[Records from a dataset]
━━━━━━━━━━

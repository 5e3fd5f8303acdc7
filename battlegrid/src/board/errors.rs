//! Errors returned by the [`Grid`][crate::board::Grid] and the placement generator.

use thiserror::Error;

use crate::{board::Coordinate, ships::Vessel};

/// Reason why a vessel could not be placed.
#[derive(Debug, Error, Copy, Clone, Eq, PartialEq)]
pub enum CannotPlaceReason {
    /// The head or tail of the vessel is off the board.
    #[error("the vessel does not fit on the board")]
    OutOfBounds,
    /// The vessel overlaps or touches a vessel that was already placed.
    #[error("the vessel is too close to another vessel")]
    TooClose,
}

/// Error caused when attempting to place a vessel in an invalid position.
#[derive(Debug, Error)]
#[error("could not place vessel at {}: {reason}", .vessel.head())]
pub struct PlaceError {
    reason: CannotPlaceReason,
    vessel: Vessel,
}

impl PlaceError {
    pub(super) fn new(reason: CannotPlaceReason, vessel: Vessel) -> Self {
        Self { reason, vessel }
    }

    /// Get the reason placement was aborted.
    pub fn reason(&self) -> CannotPlaceReason {
        self.reason
    }

    /// Get a reference to the vessel that was not placed.
    pub fn vessel(&self) -> &Vessel {
        &self.vessel
    }

    /// Extract the rejected vessel from this error.
    pub fn into_vessel(self) -> Vessel {
        self.vessel
    }
}

/// Reason why a particular cell could not be shot.
#[derive(Debug, Error, Copy, Clone, Eq, PartialEq)]
pub enum CannotShootReason {
    /// The cell selected was out of bounds on the board.
    #[error("the shot is outside the board")]
    OutOfBounds,

    /// A shot has already been fired at that cell.
    #[error("that cell was already shot")]
    AlreadyShot,
}

/// Error returned when trying to shoot a cell.
#[derive(Debug, Error, Copy, Clone, Eq, PartialEq)]
#[error("cannot fire at {coord}: {reason}")]
pub struct ShotError {
    /// Reason why the cell could not be shot.
    reason: CannotShootReason,

    /// The coordinates of the cell.
    coord: Coordinate,
}

impl ShotError {
    pub(super) fn new(reason: CannotShootReason, coord: Coordinate) -> Self {
        Self { reason, coord }
    }

    /// Get the reason the shot failed.
    pub fn reason(&self) -> CannotShootReason {
        self.reason
    }

    /// Get the coordinate of the shot cell.
    pub fn coord(&self) -> Coordinate {
        self.coord
    }
}

/// A bounded random search ran out of attempts.
#[derive(Debug, Error, Copy, Clone, Eq, PartialEq)]
#[error("gave up after {attempts} random attempts")]
pub struct RandomizationExhausted {
    attempts: usize,
}

impl RandomizationExhausted {
    /// Construct an error for a search that made `attempts` tries.
    pub fn new(attempts: usize) -> Self {
        Self { attempts }
    }

    /// How many attempts were made before giving up.
    pub fn attempts(&self) -> usize {
        self.attempts
    }
}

━━━━━━━━━━

### Task brief:
Using the entries, state how many of their lines hold "head"; give the number and no more.

### Response area:
2